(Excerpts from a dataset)
_ _ _

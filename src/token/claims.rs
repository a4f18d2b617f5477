//! Wire claims carried by both token kinds.
//!
//! A fixed, strongly-typed claim set with strict decoding: input that does
//! not match this exact shape is rejected rather than partially accepted.

use std::collections::BTreeSet;

use chrono::DateTime;
use serde::{Deserialize, Serialize};
use uuid::Uuid;

use crate::error::AuthError;
use crate::token::model::{TokenKind, TokenModel};

/// Claim payload: token id, subject, issue/expiry seconds, authority list.
#[derive(Debug, Serialize, Deserialize, Clone)]
#[serde(deny_unknown_fields)]
pub struct Claims {
    /// Token id (JWT ID)
    pub jti: String,
    /// Subject id
    pub sub: String,
    /// Issued at (Unix seconds)
    pub iat: i64,
    /// Expiration time (Unix seconds)
    pub exp: i64,
    pub authorities: Vec<String>,
}

impl Claims {
    pub fn from_model(token: &TokenModel) -> Self {
        Self {
            jti: token.id.to_string(),
            sub: token.subject_id.to_string(),
            iat: token.issued_at.timestamp(),
            exp: token.expires_at.timestamp(),
            authorities: token.authorities.iter().cloned().collect(),
        }
    }

    /// Rebuild the token value for a kind the codec has already verified.
    ///
    /// Claim-level invalidity (bad ids, exp not after iat) in a payload that
    /// passed the cryptographic check is `Unverifiable` -- it cannot be a
    /// token this core minted.
    pub fn into_model(self, kind: TokenKind) -> Result<TokenModel, AuthError> {
        let id = Uuid::parse_str(&self.jti).map_err(|_| AuthError::Unverifiable)?;
        let subject_id = Uuid::parse_str(&self.sub).map_err(|_| AuthError::Unverifiable)?;
        let issued_at =
            DateTime::from_timestamp(self.iat, 0).ok_or(AuthError::Unverifiable)?;
        let expires_at =
            DateTime::from_timestamp(self.exp, 0).ok_or(AuthError::Unverifiable)?;

        if expires_at <= issued_at {
            return Err(AuthError::Unverifiable);
        }

        Ok(TokenModel {
            kind,
            id,
            subject_id,
            issued_at,
            expires_at,
            authorities: BTreeSet::from_iter(self.authorities),
        })
    }
}
//! Client for the transcription daemon.

use serde::Deserialize;
use std::time::{Duration, Instant};

use crate::speech::progress::LoadProgress;

#[derive(Deserialize)]
struct TranscribeResponse {
    #[serde(default)]
    transcription: Option<String>,
    #[serde(default)]
    error: Option<String>,
}

pub struct SpeechClient {
    http: reqwest::Client,
    base_url: String,
}

impl SpeechClient {
    pub fn new(base_url: &str) -> Self {
        Self {
            http: reqwest::Client::new(),
            base_url: base_url.trim_end_matches('/').to_string(),
        }
    }

    /// Current loader state from `GET /status`.
    pub async fn status(&self) -> Result<LoadProgress, String> {
        let url = format!("{}/status", self.base_url);
        let response = self
            .http
            .get(&url)
            .timeout(Duration::from_secs(5))
            .send()
            .await
            .map_err(|e| e.to_string())?;

        response
            .json::<LoadProgress>()
            .await
            .map_err(|e| e.to_string())
    }

    /// Send raw samples and return the transcript. The daemon's own error
    /// body is surfaced verbatim when it has one.
    pub async fn transcribe(&self, samples: &[f32]) -> Result<String, String> {
        let url = format!("{}/transcribe", self.base_url);
        let mut body = Vec::with_capacity(samples.len() * 4);
        for sample in samples {
            body.extend_from_slice(&sample.to_le_bytes());
        }

        let response = self
            .http
            .post(&url)
            .body(body)
            .timeout(Duration::from_secs(60))
            .send()
            .await
            .map_err(|e| e.to_string())?;

        let status = response.status();
        let payload: TranscribeResponse = response.json().await.map_err(|e| e.to_string())?;

        if let Some(error) = payload.error {
            return Err(error);
        }
        match payload.transcription {
            Some(text) => Ok(text),
            None => Err(format!(
                "malformed response from daemon (HTTP {})",
                status.as_u16()
            )),
        }
    }

    /// Poll `/status` until the engine is ready, has failed, or the
    /// deadline passes.
    pub async fn wait_ready(&self, deadline: Duration) -> Result<(), String> {
        let started = Instant::now();
        loop {
            match self.status().await {
                Ok(p) if p.is_ready() => return Ok(()),
                Ok(p) if p.is_failed() => return Err(p.message),
                Ok(p) => eprintln!("[ASR] Loading {}%: {}", p.percentage, p.message),
                Err(e) => eprintln!("[ASR] Status check failed: {}", e),
            }
            if started.elapsed() >= deadline {
                return Err("timed out waiting for the transcription daemon".to_string());
            }
            tokio::time::sleep(Duration::from_millis(500)).await;
        }
    }
}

_ _ _

» WHAT YOU NEED TO DO:
Transcribe all of the data above, character for character.

» EXERCISE SOLUTION:
filename src/token/claims.rs
repository a4f18d2b617f5477
//! Wire claims carried by both token kinds.
//!
//! A fixed, strongly-typed claim set with strict decoding: input that does
//! not match this exact shape is rejected rather than partially accepted.

use std::collections::BTreeSet;

use chrono::DateTime;
use serde::{Deserialize, Serialize};
use uuid::Uuid;

use crate::error::AuthError;
use crate::token::model::{TokenKind, TokenModel};

/// Claim payload: token id, subject, issue/expiry seconds, authority list.
#[derive(Debug, Serialize, Deserialize, Clone)]
#[serde(deny_unknown_fields)]
pub struct Claims {
    /// Token id (JWT ID)
    pub jti: String,
    /// Subject id
    pub sub: String,
    /// Issued at (Unix seconds)
    pub iat: i64,
    /// Expiration time (Unix seconds)
    pub exp: i64,
    pub authorities: Vec<String>,
}

impl Claims {
    pub fn from_model(token: &TokenModel) -> Self {
        Self {
            jti: token.id.to_string(),
            sub: token.subject_id.to_string(),
            iat: token.issued_at.timestamp(),
            exp: token.expires_at.timestamp(),
            authorities: token.authorities.iter().cloned().collect(),
        }
    }

    /// Rebuild the token value for a kind the codec has already verified.
    ///
    /// Claim-level invalidity (bad ids, exp not after iat) in a payload that
    /// passed the cryptographic check is `Unverifiable` -- it cannot be a
    /// token this core minted.
    pub fn into_model(self, kind: TokenKind) -> Result<TokenModel, AuthError> {
        let id = Uuid::parse_str(&self.jti).map_err(|_| AuthError::Unverifiable)?;
        let subject_id = Uuid::parse_str(&self.sub).map_err(|_| AuthError::Unverifiable)?;
        let issued_at =
            DateTime::from_timestamp(self.iat, 0).ok_or(AuthError::Unverifiable)?;
        let expires_at =
            DateTime::from_timestamp(self.exp, 0).ok_or(AuthError::Unverifiable)?;

        if expires_at <= issued_at {
            return Err(AuthError::Unverifiable);
        }

        Ok(TokenModel {
            kind,
            id,
            subject_id,
            issued_at,
            expires_at,
            authorities: BTreeSet::from_iter(self.authorities),
        })
    }
}
//! Client for the transcription daemon.

use serde::Deserialize;
use std::time::{Duration, Instant};

use crate::speech::progress::LoadProgress;

#[derive(Deserialize)]
struct TranscribeResponse {
    #[serde(default)]
    transcription: Option<String>,
    #[serde(default)]
    error: Option<String>,
}

pub struct SpeechClient {
    http: reqwest::Client,
    base_url: String,
}

impl SpeechClient {
    pub fn new(base_url: &str) -> Self {
        Self {
            http: reqwest::Client::new(),
            base_url: base_url.trim_end_matches('/').to_string(),
        }
    }

    /// Current loader state from `GET /status`.
    pub async fn status(&self) -> Result<LoadProgress, String> {
        let url = format!("{}/status", self.base_url);
        let response = self
            .http
            .get(&url)
            .timeout(Duration::from_secs(5))
            .send()
            .await
            .map_err(|e| e.to_string())?;

        response
            .json::<LoadProgress>()
            .await
            .map_err(|e| e.to_string())
    }

    /// Send raw samples and return the transcript. The daemon's own error
    /// body is surfaced verbatim when it has one.
    pub async fn transcribe(&self, samples: &[f32]) -> Result<String, String> {
        let url = format!("{}/transcribe", self.base_url);
        let mut body = Vec::with_capacity(samples.len() * 4);
        for sample in samples {
            body.extend_from_slice(&sample.to_le_bytes());
        }

        let response = self
            .http
            .post(&url)
            .body(body)
            .timeout(Duration::from_secs(60))
            .send()
            .await
            .map_err(|e| e.to_string())?;

        let status = response.status();
        let payload: TranscribeResponse = response.json().await.map_err(|e| e.to_string())?;

        if let Some(error) = payload.error {
            return Err(error);
        }
        match payload.transcription {
            Some(text) => Ok(text),
            None => Err(format!(
                "malformed response from daemon (HTTP {})",
                status.as_u16()
            )),
        }
    }

    /// Poll `/status` until the engine is ready, has failed, or the
    /// deadline passes.
    pub async fn wait_ready(&self, deadline: Duration) -> Result<(), String> {
        let started = Instant::now();
        loop {
            match self.status().await {
                Ok(p) if p.is_ready() => return Ok(()),
                Ok(p) if p.is_failed() => return Err(p.message),
                Ok(p) => eprintln!("[ASR] Loading {}%: {}", p.percentage, p.message),
                Err(e) => eprintln!("[ASR] Status check failed: {}", e),
            }
            if started.elapsed() >= deadline {
                return Err("timed out waiting for the transcription daemon".to_string());
            }
            tokio::time::sleep(Duration::from_millis(500)).await;
        }
    }
}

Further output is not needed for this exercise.